生涯学習研究e事典
 
登録/更新年月日:2012(平成24)年3月20日
 
 

生涯学習推進の効果 その3 (しょうがいがくしゅうすいしんのこうか そのさん)

キーワード : 講座等受講者率、学習率、地域指標、効果分析、相関係数
浅井経子(あさいきょうこ)
2.地域指標と学習内容別講座等受講者率、学習率との関係
 
 
 
 
  【地域類型別にみた地域指標と学習内容別講座等受講者率の相関】
◆ボランティア活動率と講座等受講者率の関係(表3)
 45道府県の場合、「職業関係」を除きいずれも正の相関がみられる。相関係数では因果関係の確定は難しいが、講座等受講者が増えるとボランティア活動が盛んになると考えた方が逆の関係よりも自然である。しかもその傾向は「教養関係」「趣味関係」等の講座等にも当てはまる。
◆参考:県財政の人件費割合との関係(表4)
 45道府県では「体育関係」「指導者養成研修」を除き負の関係が比較的強くみられる。
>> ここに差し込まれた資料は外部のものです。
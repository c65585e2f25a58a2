//! Types shared between the HTTP layer and the document pipeline: case and
//! document models, per-workflow payloads, renderer template data and the
//! request bodies accepted by the API.

pub mod jobs;
pub mod model;
pub mod requests;
//! Status change handlers. Reject, revision, resubmit and publish accept an
//! empty body; accept requires the decision fields. A body that is present
//! must be valid JSON.

use super::parse_workflow;
use crate::error::{AppError, ErrorTaxonomy};
use crate::services::AppState;
use actix_web::{web, HttpResponse};
use common::model::case::TransitionOutcome;
use common::requests::{AcceptRequest, NoteRequest, ResubmitRequest};
use serde::de::DeserializeOwned;

type CasePath = web::Path<(String, String)>;

fn respond(taxonomy: &ErrorTaxonomy, result: Result<TransitionOutcome, AppError>) -> HttpResponse {
    match result {
        Ok(outcome) => HttpResponse::Ok().json(outcome),
        Err(e) => taxonomy.respond(&e),
    }
}

/// Defaults for an empty body, otherwise the body parsed as JSON.
fn optional_json<T: DeserializeOwned + Default>(body: &[u8]) -> Result<T, AppError> {
    if body.iter().all(u8::is_ascii_whitespace) {
        return Ok(T::default());
    }
    serde_json::from_slice(body).map_err(|e| AppError::BadRequest(format!("invalid JSON body: {}", e)))
}

pub async fn revision(
    state: web::Data<AppState>,
    taxonomy: web::Data<ErrorTaxonomy>,
    path: CasePath,
    body: web::Bytes,
) -> HttpResponse {
    let (workflow, id) = path.into_inner();
    let result = async {
        let workflow = parse_workflow(&workflow)?;
        let request: NoteRequest = optional_json(&body)?;
        state
            .cases
            .request_revision(workflow, &id, request, &state.deadline())
            .await
    }
    .await;
    respond(&taxonomy, result)
}

pub async fn resubmit(
    state: web::Data<AppState>,
    taxonomy: web::Data<ErrorTaxonomy>,
    path: CasePath,
    body: web::Bytes,
) -> HttpResponse {
    let (workflow, id) = path.into_inner();
    let result = async {
        let workflow = parse_workflow(&workflow)?;
        let request: ResubmitRequest = optional_json(&body)?;
        state
            .cases
            .resubmit(workflow, &id, request, &state.deadline())
            .await
    }
    .await;
    respond(&taxonomy, result)
}

pub async fn accept(
    state: web::Data<AppState>,
    taxonomy: web::Data<ErrorTaxonomy>,
    path: CasePath,
    body: web::Json<AcceptRequest>,
) -> HttpResponse {
    let (workflow, id) = path.into_inner();
    let result = async {
        let workflow = parse_workflow(&workflow)?;
        state
            .cases
            .accept(workflow, &id, body.into_inner(), &state.deadline())
            .await
    }
    .await;
    respond(&taxonomy, result)
}

pub async fn reject(
    state: web::Data<AppState>,
    taxonomy: web::Data<ErrorTaxonomy>,
    path: CasePath,
    body: web::Bytes,
) -> HttpResponse {
    let (workflow, id) = path.into_inner();
    let result = async {
        let workflow = parse_workflow(&workflow)?;
        let request: NoteRequest = optional_json(&body)?;
        state
            .cases
            .reject(workflow, &id, request, &state.deadline())
            .await
    }
    .await;
    respond(&taxonomy, result)
}

pub async fn publish(
    state: web::Data<AppState>,
    taxonomy: web::Data<ErrorTaxonomy>,
    path: CasePath,
) -> HttpResponse {
    let (workflow, id) = path.into_inner();
    let result = async {
        let workflow = parse_workflow(&workflow)?;
        state.cases.publish(workflow, &id, &state.deadline()).await
    }
    .await;
    respond(&taxonomy, result)
}
//! Data handed to the renderer for each template.
//!
//! Field names are the wire contract with the external renderer: every key
//! must match a placeholder in the corresponding template, so renaming a field
//! here means updating the stored template as well.

use crate::model::payload::{
    ActivityPayload, AssessmentMember, AssessmentTeamPayload, Attendee, DismissalPayload,
    PromotionCpnsPayload, PromotionPayload, RequirementNeed, RequirementPayload,
};
use crate::model::template::TemplateKind;
use serde::Serialize;

/// Template data with a known template and a list of required fields.
pub trait TemplateData: Serialize {
    fn template(&self) -> TemplateKind;

    /// Names of required fields that are blank.
    fn missing_fields(&self) -> Vec<&'static str>;
}

fn blank(fields: &[(&'static str, &str)]) -> Vec<&'static str> {
    fields
        .iter()
        .filter(|(_, value)| value.trim().is_empty())
        .map(|(name, _)| *name)
        .collect()
}

/// Number and date stamped on a case when it is accepted.
#[derive(Debug, Clone, PartialEq)]
pub struct DocumentStamp {
    pub no_dokumen: String,
    pub tgl_dokumen: String,
}

#[derive(Debug, Clone, PartialEq, Serialize)]
pub struct CertificateData {
    pub nama: String,
    pub nip: String,
    pub tempat_lahir: String,
    pub tgl_lahir: String,
    /// Signed URL of the attendee photo, empty when no photo was uploaded.
    pub foto: String,
    pub jabatan_fungsional: String,
    pub instansi: String,
    pub instansi_penyelenggara: String,
    pub kualifikasi: String,
    pub kegiatan: String,
    pub durasi: String,
    pub no_usulan: String,
    pub tgl_mulai: String,
    pub tgl_selesai: String,
    pub deskripsi: String,
    pub no_dokumen: String,
    pub tgl_dokumen: String,
}

impl CertificateData {
    pub fn new(
        activity: &ActivityPayload,
        attendee: &Attendee,
        foto: String,
        stamp: &DocumentStamp,
    ) -> Self {
        Self {
            nama: attendee.nama.clone(),
            nip: attendee.nip.clone(),
            tempat_lahir: attendee.tempat_lahir.clone(),
            tgl_lahir: attendee.tgl_lahir.clone(),
            foto,
            jabatan_fungsional: attendee.jabatan_fungsional.clone(),
            instansi: attendee.instansi.clone(),
            instansi_penyelenggara: activity.instansi_penyelenggara.clone(),
            kualifikasi: attendee.kualifikasi.clone(),
            kegiatan: activity.kegiatan.clone(),
            durasi: activity.durasi.clone(),
            no_usulan: activity.no_usulan.clone(),
            tgl_mulai: activity.tgl_mulai.clone(),
            tgl_selesai: activity.tgl_selesai.clone(),
            deskripsi: activity.deskripsi.clone(),
            no_dokumen: stamp.no_dokumen.clone(),
            tgl_dokumen: stamp.tgl_dokumen.clone(),
        }
    }
}

impl TemplateData for CertificateData {
    fn template(&self) -> TemplateKind {
        TemplateKind::Certificate
    }

    fn missing_fields(&self) -> Vec<&'static str> {
        blank(&[
            ("nama", &self.nama),
            ("nip", &self.nip),
            ("jabatan_fungsional", &self.jabatan_fungsional),
            ("instansi", &self.instansi),
            ("instansi_penyelenggara", &self.instansi_penyelenggara),
            ("kegiatan", &self.kegiatan),
            ("no_usulan", &self.no_usulan),
            ("tgl_mulai", &self.tgl_mulai),
            ("tgl_selesai", &self.tgl_selesai),
            ("no_dokumen", &self.no_dokumen),
            ("tgl_dokumen", &self.tgl_dokumen),
        ])
    }
}

#[derive(Debug, Clone, PartialEq, Serialize)]
pub struct RecommendationLetterData {
    pub nama_instansi: String,
    pub no_usulan: String,
    pub tgl_usulan: String,
    pub kebutuhan: Vec<RequirementNeed>,
    pub no_dokumen: String,
    pub tgl_dokumen: String,
}

impl RecommendationLetterData {
    pub fn new(requirement: &RequirementPayload, stamp: &DocumentStamp) -> Self {
        Self {
            nama_instansi: requirement.nama_instansi.clone(),
            no_usulan: requirement.no_usulan.clone(),
            tgl_usulan: requirement.tgl_usulan.clone(),
            kebutuhan: requirement.kebutuhan.clone(),
            no_dokumen: stamp.no_dokumen.clone(),
            tgl_dokumen: stamp.tgl_dokumen.clone(),
        }
    }
}

impl TemplateData for RecommendationLetterData {
    fn template(&self) -> TemplateKind {
        TemplateKind::RecommendationLetter
    }

    fn missing_fields(&self) -> Vec<&'static str> {
        let mut missing = blank(&[
            ("nama_instansi", &self.nama_instansi),
            ("no_usulan", &self.no_usulan),
            ("tgl_usulan", &self.tgl_usulan),
            ("no_dokumen", &self.no_dokumen),
            ("tgl_dokumen", &self.tgl_dokumen),
        ]);
        if self.kebutuhan.is_empty() {
            missing.push("kebutuhan");
        }
        missing
    }
}

#[derive(Debug, Clone, PartialEq, Serialize)]
pub struct AcceptanceLetterData {
    pub nama: String,
    pub nip: String,
    pub jabatan_fungsional: String,
    pub instansi: String,
    pub alasan: String,
    pub no_usulan: String,
    pub tgl_usulan: String,
    pub no_dokumen: String,
    pub tgl_dokumen: String,
}

impl AcceptanceLetterData {
    pub fn new(dismissal: &DismissalPayload, stamp: &DocumentStamp) -> Self {
        Self {
            nama: dismissal.nama.clone(),
            nip: dismissal.nip.clone(),
            jabatan_fungsional: dismissal.jabatan_fungsional.clone(),
            instansi: dismissal.instansi.clone(),
            alasan: dismissal.alasan.clone(),
            no_usulan: dismissal.no_usulan.clone(),
            tgl_usulan: dismissal.tgl_usulan.clone(),
            no_dokumen: stamp.no_dokumen.clone(),
            tgl_dokumen: stamp.tgl_dokumen.clone(),
        }
    }
}

impl TemplateData for AcceptanceLetterData {
    fn template(&self) -> TemplateKind {
        TemplateKind::AcceptanceLetter
    }

    fn missing_fields(&self) -> Vec<&'static str> {
        blank(&[
            ("nama", &self.nama),
            ("nip", &self.nip),
            ("jabatan_fungsional", &self.jabatan_fungsional),
            ("instansi", &self.instansi),
            ("alasan", &self.alasan),
            ("no_usulan", &self.no_usulan),
            ("no_dokumen", &self.no_dokumen),
            ("tgl_dokumen", &self.tgl_dokumen),
        ])
    }
}

#[derive(Debug, Clone, PartialEq, Serialize)]
pub struct PromotionLetterData {
    pub nama: String,
    pub nip: String,
    pub jabatan_fungsional: String,
    pub instansi: String,
    pub pangkat_lama: String,
    pub pangkat_baru: String,
    pub angka_kredit: String,
    pub no_usulan: String,
    pub no_dokumen: String,
    pub tgl_dokumen: String,
}

impl PromotionLetterData {
    pub fn new(promotion: &PromotionPayload, stamp: &DocumentStamp) -> Self {
        Self {
            nama: promotion.nama.clone(),
            nip: promotion.nip.clone(),
            jabatan_fungsional: promotion.jabatan_fungsional.clone(),
            instansi: promotion.instansi.clone(),
            pangkat_lama: promotion.pangkat_lama.clone(),
            pangkat_baru: promotion.pangkat_baru.clone(),
            angka_kredit: promotion.angka_kredit.clone(),
            no_usulan: promotion.no_usulan.clone(),
            no_dokumen: stamp.no_dokumen.clone(),
            tgl_dokumen: stamp.tgl_dokumen.clone(),
        }
    }
}

impl TemplateData for PromotionLetterData {
    fn template(&self) -> TemplateKind {
        TemplateKind::PromotionLetter
    }

    fn missing_fields(&self) -> Vec<&'static str> {
        blank(&[
            ("nama", &self.nama),
            ("nip", &self.nip),
            ("jabatan_fungsional", &self.jabatan_fungsional),
            ("pangkat_lama", &self.pangkat_lama),
            ("pangkat_baru", &self.pangkat_baru),
            ("angka_kredit", &self.angka_kredit),
            ("no_dokumen", &self.no_dokumen),
            ("tgl_dokumen", &self.tgl_dokumen),
        ])
    }
}

#[derive(Debug, Clone, PartialEq, Serialize)]
pub struct PromotionCpnsLetterData {
    pub nama: String,
    pub nip: String,
    pub jabatan_fungsional: String,
    pub instansi: String,
    pub tmt_cpns: String,
    pub no_usulan: String,
    pub no_dokumen: String,
    pub tgl_dokumen: String,
}

impl PromotionCpnsLetterData {
    pub fn new(promotion: &PromotionCpnsPayload, stamp: &DocumentStamp) -> Self {
        Self {
            nama: promotion.nama.clone(),
            nip: promotion.nip.clone(),
            jabatan_fungsional: promotion.jabatan_fungsional.clone(),
            instansi: promotion.instansi.clone(),
            tmt_cpns: promotion.tmt_cpns.clone(),
            no_usulan: promotion.no_usulan.clone(),
            no_dokumen: stamp.no_dokumen.clone(),
            tgl_dokumen: stamp.tgl_dokumen.clone(),
        }
    }
}

impl TemplateData for PromotionCpnsLetterData {
    fn template(&self) -> TemplateKind {
        TemplateKind::PromotionCpnsLetter
    }

    fn missing_fields(&self) -> Vec<&'static str> {
        blank(&[
            ("nama", &self.nama),
            ("nip", &self.nip),
            ("jabatan_fungsional", &self.jabatan_fungsional),
            ("tmt_cpns", &self.tmt_cpns),
            ("no_dokumen", &self.no_dokumen),
            ("tgl_dokumen", &self.tgl_dokumen),
        ])
    }
}

#[derive(Debug, Clone, PartialEq, Serialize)]
pub struct AssessmentTeamLetterData {
    pub nama_instansi: String,
    pub jabatan_fungsional: String,
    pub no_usulan: String,
    pub anggota: Vec<AssessmentMember>,
    pub no_dokumen: String,
    pub tgl_dokumen: String,
}

impl AssessmentTeamLetterData {
    pub fn new(team: &AssessmentTeamPayload, stamp: &DocumentStamp) -> Self {
        Self {
            nama_instansi: team.nama_instansi.clone(),
            jabatan_fungsional: team.jabatan_fungsional.clone(),
            no_usulan: team.no_usulan.clone(),
            anggota: team.anggota.clone(),
            no_dokumen: stamp.no_dokumen.clone(),
            tgl_dokumen: stamp.tgl_dokumen.clone(),
        }
    }
}

impl TemplateData for AssessmentTeamLetterData {
    fn template(&self) -> TemplateKind {
        TemplateKind::AssessmentTeamLetter
    }

    fn missing_fields(&self) -> Vec<&'static str> {
        let mut missing = blank(&[
            ("nama_instansi", &self.nama_instansi),
            ("jabatan_fungsional", &self.jabatan_fungsional),
            ("no_dokumen", &self.no_dokumen),
            ("tgl_dokumen", &self.tgl_dokumen),
        ]);
        if self.anggota.is_empty() {
            missing.push("anggota");
        }
        missing
    }
}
◆犯罪率(100人当たりの刑法犯認知率)との関係(表5)
 45道府県の場合「体育関係」を除きいずれの学習内容でも負の相関が高くなっている。地域類型別では、高齢化「低」の府県の「指導者養成研修」や高齢化「中」の道県の「体育関係」で負の相関がみられ、他の学習内容でも値は小さいものの相関係数は負の値となっている。この場合も犯罪率が講座等受講者率に影響を与えているとは考えられないため、講座等受講者率がアップすると犯罪率は低下する傾向があるとみることができる。
◆参考:県財政の警察費割合との関係(表6)
 この場合も刑法犯認知率とほぼ同様の傾向がみられる。
◆受給対象者1人当たりの老人医療費(表7)と県財政の老人医療費割合(表8)の関係
 はっきりした傾向はわからないが、あえていえばいずれの地域類型でもほとんどの学習内容で負の相関がみられる。
◆1勤労者世帯当たり実収入(表9)と中高年者就職率(表10)との関係
 前者についてはほとんど関係がみられない。後者については、45道府県では「教養関係」や「市民意識関係」の領域等を中心に講座等受講者が多いと中高年者就職率もアップする傾向がみられる。
◆参考:1人当たりの県民所得(表11)と県財政(行政)の財政力指数(表12)
 45道府県の場合いずれも負の相関になっており、地域レベルの経済的効果にほとんど寄与していないことがわかる。
【地域指標と学習内容別学習率の関係】
◆ボランティア活動率との関係(表13)
 講座等受講者率の場合とは正反対に、ほとんどの学習内容で負の相関がみられ、学習率の高い地域ではボランティア活動率は低下する傾向がみられる。特に「全体」「健康・スポーツ」等で負の値が大きくなっている。
◆刑法犯認知率との関係(表14)
 この場合もほとんどの学習内容で講座等受講者率とは逆の傾向がみられる。
◆受給対象者1人当たりの老人医療費(表15)と県財政の老人福祉費割合(表16)との関係
 前者の場合、「趣味的なもの」「育児・教育」で学習率がアップすると老人医療費がわずかに低下する傾向がみられる。しかし「健康・スポーツ」の学習がよく行われる地域の方が老人医療費はアップしており、これだけでは説明がつかない結果になっている。また老人福祉費割合と「ボランティア関係」の学習率との相関係数は-0.515となっている。
◆1勤労世帯当たり実収入(表17)と中高年者就職率(表18)との関係
 前者の場合、正の相関が0.4以上のところは「育児・教育」の領域だけである。しかし中高年者就職率との関係では、「ボランティア関係」や「自然体験等」「健康・スポーツ」で相関係数は0.5以上の値になっている。
◆参考:1人当たりの県民所得(表19)と県財政(行政)の財政力指数(表20)との関係
 前者では「趣味的なもの」「職業上の知識技術」で相関係数が0.4以上となっており、後者の場合は「教養的なもの」「趣味的なもの」「職業上の知識技術」の相関係数が0.4以上となっている。
 添付資料:表3〜20
 
 
 
  参考文献
・浅井経子「生涯学習推進の効果に関する分析−ボランティア活動率、投票率、犯罪率への社会教育費の効果−」日本生涯教育学会論集28、平成19年7月。
・浅井経子「地域指標との関連からみた生涯学習支援と生涯学習の構造−生涯学習推進の効果分析を通して−」日本生涯教育学会論集28、平成20年9月。
・浅井経子「生涯学習推進計画立案のためのガイドライン作成に向けて」日本生涯教育学会論集32、平成23年9月。
・浅井経子「生涯学習推進の効果・その1、その2」(平成21年8月登録)、『生涯学習研究e事典』平成21年8月。